Broker shall supply Company with copies of all certificates of qualification or
licenses required of Broker under this Agreement.
1.1. LIMITATION OF AUTHORITY, RELATIONSHIP.
Neither Broker nor Insurance Agent has authority during the time this Agreement
is in effect, or after termination, to:
a. make or modify Policies on behalf of Company or waive any of Company's
rights or requirements;
b. collect the first premiums on such Policies other than in the form of
a check or money order made payable to the Company.

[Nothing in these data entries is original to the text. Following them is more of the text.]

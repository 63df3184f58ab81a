use thiserror::Error;

pub type Result<T> = std::result::Result<T, BookingError>;

/// Caller-facing error taxonomy for the booking flow.
///
/// Every failure carries a machine-checkable kind (see [`BookingError::kind`])
/// plus a human-readable message. Stages fail fast: the first error
/// encountered is surfaced and nothing after it runs.
#[derive(Error, Debug)]
pub enum BookingError {
    /// No verified caller identity was presented.
    #[error("unauthenticated: {0}")]
    Unauthenticated(String),
    /// Malformed or missing request fields, unparsable or non-positive dates.
    #[error("invalid argument: {0}")]
    InvalidArgument(String),
    /// The referenced property does not exist.
    #[error("not found: {0}")]
    NotFound(String),
    /// The requested interval conflicts with a confirmed reservation.
    #[error("already exists: {0}")]
    AlreadyExists(String),
    /// Property pricing data is malformed, the computed charge is
    /// non-positive, or the payment gateway is not configured.
    #[error("failed precondition: {0}")]
    FailedPrecondition(String),
    /// A collaborator violated its contract.
    #[error("internal error: {0}")]
    Internal(String),
    #[error("CSV error: {0}")]
    Csv(#[from] csv::Error),
    #[error("IO error: {0}")]
    Io(#[from] std::io::Error),
    #[cfg(feature = "storage-rocksdb")]
    #[error("storage error: {0}")]
    Storage(#[from] rocksdb::Error),
}

impl BookingError {
    /// Stable kind string for programmatic matching, mirroring the RPC
    /// status vocabulary callers key on.
    pub fn kind(&self) -> &'static str {
        match self {
            Self::Unauthenticated(_) => "unauthenticated",
            Self::InvalidArgument(_) => "invalid-argument",
            Self::NotFound(_) => "not-found",
            Self::AlreadyExists(_) => "already-exists",
            Self::FailedPrecondition(_) => "failed-precondition",
            Self::Internal(_) => "internal",
            Self::Csv(_) => "invalid-argument",
            Self::Io(_) => "internal",
            #[cfg(feature = "storage-rocksdb")]
            Self::Storage(_) => "internal",
        }
    }
}
//! Concrete collaborator implementations behind the domain ports.

pub mod in_memory;
#[cfg(feature = "storage-rocksdb")]
pub mod rocksdb;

c. endorse, cash or deposit any checks or drafts payable to Company;
d. open any bank account or trust account on behalf of, for the benefit
of, or containing the name of, Company;
e. advertise or publish any matter or thing, including use of the names
or logos of Company or those of its subsidiaries or affiliates,
concerning Company or its Policies without prior written permission of
Company;
f. directly or indirectly cause or endeavor to cause any broker or agent
of Company or registered representatives of Underwriter to terminate
or alter its/his contract with Company, or induce or attempt to induce
any policyholder of Company to relinquish, surrender, replace or lapse
a Policy; or
g. incur any liability, indebtedness or expense on behalf of the Company
other than for commissions to be paid for sales of Policies, make any
purchases on behalf of the Company, or otherwise obligate the Company;
or
h. institute, prosecute or maintain any legal proceeding on behalf of the
Company; or
i. do or perform any acts or things other than expressly authorized
herein.
This Agreement shall not create an employer-employee relationship. The
relationship of Broker to Company shall be that of independent contractor.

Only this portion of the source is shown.